__WHAT THE TASK ASKS__
Nothing but an exact copy is wanted: the line with "applied per condition" and each line after it in the data below, last line included.

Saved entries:
▬▬▬▬▬▬▬▬▬▬

//! Filter evaluation
//!
//! Evaluates accumulated conditions against one row:
//! - Comparison, range, membership, object-match, predicate and group
//!   conditions
//! - AND/OR accumulation in input order, NOT applied per condition
//! - No type coercion beyond numeric equality

mod compare;
mod condition;
mod evaluator;

pub use compare::{compare_values, values_equal};
pub use condition::{
    Condition, ConditionKind, Conjunction, InValues, Operand, Operator, PredicateFn,
    UnknownOperator, ValueFn, ValueSet,
};
pub use evaluator::matches;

▬▬▬▬▬▬▬▬▬▬

__RESULT__
//! - AND/OR accumulation in input order, NOT applied per condition
//! - No type coercion beyond numeric equality

mod compare;
mod condition;
mod evaluator;

pub use compare::{compare_values, values_equal};
pub use condition::{
    Condition, ConditionKind, Conjunction, InValues, Operand, Operator, PredicateFn,
    UnknownOperator, ValueFn, ValueSet,
};
pub use evaluator::matches;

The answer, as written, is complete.